EXERCISE
Copy every line of the data that contains the string "status".

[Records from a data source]
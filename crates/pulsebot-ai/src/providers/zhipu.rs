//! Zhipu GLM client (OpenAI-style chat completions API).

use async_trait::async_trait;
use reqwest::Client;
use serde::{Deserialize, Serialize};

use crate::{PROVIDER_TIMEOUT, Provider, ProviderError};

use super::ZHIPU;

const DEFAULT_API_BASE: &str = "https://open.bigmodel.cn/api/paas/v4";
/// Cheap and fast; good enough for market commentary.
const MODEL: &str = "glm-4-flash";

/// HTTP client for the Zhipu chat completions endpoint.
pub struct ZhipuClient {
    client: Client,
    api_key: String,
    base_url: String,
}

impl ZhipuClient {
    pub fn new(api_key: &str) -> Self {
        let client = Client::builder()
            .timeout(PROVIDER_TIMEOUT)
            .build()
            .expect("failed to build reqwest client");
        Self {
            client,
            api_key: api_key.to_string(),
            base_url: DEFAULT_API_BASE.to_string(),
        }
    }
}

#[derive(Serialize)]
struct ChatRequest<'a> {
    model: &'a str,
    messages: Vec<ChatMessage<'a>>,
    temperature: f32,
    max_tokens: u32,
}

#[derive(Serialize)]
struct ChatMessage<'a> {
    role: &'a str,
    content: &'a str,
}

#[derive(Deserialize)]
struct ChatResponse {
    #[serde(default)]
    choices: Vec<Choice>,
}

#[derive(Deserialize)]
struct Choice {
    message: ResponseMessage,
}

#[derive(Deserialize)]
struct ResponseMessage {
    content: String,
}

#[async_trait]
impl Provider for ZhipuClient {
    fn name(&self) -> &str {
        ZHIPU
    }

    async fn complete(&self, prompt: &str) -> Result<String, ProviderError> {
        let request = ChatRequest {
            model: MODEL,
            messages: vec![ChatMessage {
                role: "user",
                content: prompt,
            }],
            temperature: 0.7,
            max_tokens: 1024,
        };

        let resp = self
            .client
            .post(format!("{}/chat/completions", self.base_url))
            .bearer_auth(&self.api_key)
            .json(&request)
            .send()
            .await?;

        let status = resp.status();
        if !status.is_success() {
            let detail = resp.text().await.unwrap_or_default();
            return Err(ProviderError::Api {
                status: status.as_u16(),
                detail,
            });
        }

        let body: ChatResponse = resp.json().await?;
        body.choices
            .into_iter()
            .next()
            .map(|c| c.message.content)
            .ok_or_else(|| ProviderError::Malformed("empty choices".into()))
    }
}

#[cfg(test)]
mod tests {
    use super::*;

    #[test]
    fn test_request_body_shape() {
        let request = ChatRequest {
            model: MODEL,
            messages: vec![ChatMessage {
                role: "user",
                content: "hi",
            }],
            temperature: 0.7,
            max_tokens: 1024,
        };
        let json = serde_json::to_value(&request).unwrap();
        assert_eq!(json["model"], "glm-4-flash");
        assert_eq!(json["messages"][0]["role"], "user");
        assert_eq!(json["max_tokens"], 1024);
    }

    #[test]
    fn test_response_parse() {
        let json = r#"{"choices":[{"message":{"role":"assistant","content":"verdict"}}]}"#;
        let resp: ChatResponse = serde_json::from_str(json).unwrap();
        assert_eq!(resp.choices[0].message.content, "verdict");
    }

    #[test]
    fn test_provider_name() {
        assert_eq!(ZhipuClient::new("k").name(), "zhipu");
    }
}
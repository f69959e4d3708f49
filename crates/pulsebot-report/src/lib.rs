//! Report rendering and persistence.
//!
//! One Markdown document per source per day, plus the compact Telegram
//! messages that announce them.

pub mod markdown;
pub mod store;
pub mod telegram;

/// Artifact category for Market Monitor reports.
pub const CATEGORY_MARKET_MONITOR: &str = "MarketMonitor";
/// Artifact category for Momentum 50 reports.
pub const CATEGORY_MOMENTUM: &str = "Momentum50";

ANSWER TO THIS TASK
        let status = resp.status();
        if !status.is_success() {
                status: status.as_u16(),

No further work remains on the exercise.